### PROBLEM TO SOLVE
Copy each line of the following data that contains "ClientConfig".

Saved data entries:
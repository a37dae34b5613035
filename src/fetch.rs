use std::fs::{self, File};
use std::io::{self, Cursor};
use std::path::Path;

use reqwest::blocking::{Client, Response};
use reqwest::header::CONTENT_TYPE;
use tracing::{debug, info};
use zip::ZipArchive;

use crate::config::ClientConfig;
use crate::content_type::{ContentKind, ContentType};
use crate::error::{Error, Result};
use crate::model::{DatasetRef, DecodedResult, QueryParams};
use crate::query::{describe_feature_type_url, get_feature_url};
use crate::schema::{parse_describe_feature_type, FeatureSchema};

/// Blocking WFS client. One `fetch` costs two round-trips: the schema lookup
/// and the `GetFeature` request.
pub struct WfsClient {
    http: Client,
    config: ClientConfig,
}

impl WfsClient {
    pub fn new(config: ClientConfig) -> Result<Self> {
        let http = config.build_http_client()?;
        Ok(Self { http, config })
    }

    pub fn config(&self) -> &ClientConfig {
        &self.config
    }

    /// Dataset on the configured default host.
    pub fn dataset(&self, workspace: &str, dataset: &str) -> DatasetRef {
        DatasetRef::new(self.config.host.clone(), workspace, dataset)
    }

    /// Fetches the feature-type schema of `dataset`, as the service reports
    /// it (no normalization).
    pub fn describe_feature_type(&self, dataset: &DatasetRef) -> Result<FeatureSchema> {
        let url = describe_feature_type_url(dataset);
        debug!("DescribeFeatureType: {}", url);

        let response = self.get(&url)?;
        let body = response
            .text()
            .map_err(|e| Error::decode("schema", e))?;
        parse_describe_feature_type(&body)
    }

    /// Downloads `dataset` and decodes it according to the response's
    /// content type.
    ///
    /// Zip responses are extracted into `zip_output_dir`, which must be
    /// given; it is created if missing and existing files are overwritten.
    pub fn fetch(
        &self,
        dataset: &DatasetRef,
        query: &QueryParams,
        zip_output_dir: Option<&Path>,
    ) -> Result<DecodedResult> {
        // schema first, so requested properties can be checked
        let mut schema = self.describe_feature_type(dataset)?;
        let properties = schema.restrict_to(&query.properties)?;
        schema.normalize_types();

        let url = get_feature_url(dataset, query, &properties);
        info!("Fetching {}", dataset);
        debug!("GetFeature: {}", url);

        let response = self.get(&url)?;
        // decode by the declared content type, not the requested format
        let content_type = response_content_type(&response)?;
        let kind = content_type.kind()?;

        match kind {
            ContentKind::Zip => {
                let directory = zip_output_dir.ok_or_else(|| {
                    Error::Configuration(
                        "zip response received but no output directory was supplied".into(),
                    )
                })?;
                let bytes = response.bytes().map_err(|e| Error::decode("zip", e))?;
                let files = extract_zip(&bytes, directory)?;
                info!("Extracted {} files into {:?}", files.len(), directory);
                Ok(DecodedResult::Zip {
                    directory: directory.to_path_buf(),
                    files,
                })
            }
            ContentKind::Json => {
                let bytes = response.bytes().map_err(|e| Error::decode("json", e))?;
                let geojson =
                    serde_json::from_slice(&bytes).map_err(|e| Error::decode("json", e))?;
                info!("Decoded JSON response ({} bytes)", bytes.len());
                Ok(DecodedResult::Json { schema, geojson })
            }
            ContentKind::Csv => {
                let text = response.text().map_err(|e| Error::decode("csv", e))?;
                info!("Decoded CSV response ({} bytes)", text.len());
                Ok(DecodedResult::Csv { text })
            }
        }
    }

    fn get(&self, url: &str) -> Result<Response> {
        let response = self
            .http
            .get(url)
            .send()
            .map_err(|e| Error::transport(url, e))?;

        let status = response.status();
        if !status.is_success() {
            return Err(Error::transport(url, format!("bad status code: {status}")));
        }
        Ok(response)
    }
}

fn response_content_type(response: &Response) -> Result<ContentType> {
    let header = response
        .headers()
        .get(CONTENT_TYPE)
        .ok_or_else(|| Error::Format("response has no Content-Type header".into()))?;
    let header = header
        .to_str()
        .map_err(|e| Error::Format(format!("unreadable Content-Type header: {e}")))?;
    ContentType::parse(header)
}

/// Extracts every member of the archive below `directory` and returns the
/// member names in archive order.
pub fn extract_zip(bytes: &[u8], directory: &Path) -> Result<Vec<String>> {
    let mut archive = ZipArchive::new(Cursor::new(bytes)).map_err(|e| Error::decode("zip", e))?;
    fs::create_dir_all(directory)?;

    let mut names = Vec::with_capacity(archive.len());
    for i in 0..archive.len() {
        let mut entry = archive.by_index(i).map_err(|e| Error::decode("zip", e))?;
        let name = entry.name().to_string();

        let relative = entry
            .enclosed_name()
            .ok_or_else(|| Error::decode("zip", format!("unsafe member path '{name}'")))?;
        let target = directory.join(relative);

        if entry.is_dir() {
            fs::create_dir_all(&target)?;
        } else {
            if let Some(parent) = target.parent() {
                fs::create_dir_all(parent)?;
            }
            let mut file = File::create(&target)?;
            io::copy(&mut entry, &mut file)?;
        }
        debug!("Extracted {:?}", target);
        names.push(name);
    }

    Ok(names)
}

### SOLUTION BELOW
use crate::config::ClientConfig;
    config: ClientConfig,
    pub fn new(config: ClientConfig) -> Result<Self> {
    pub fn config(&self) -> &ClientConfig {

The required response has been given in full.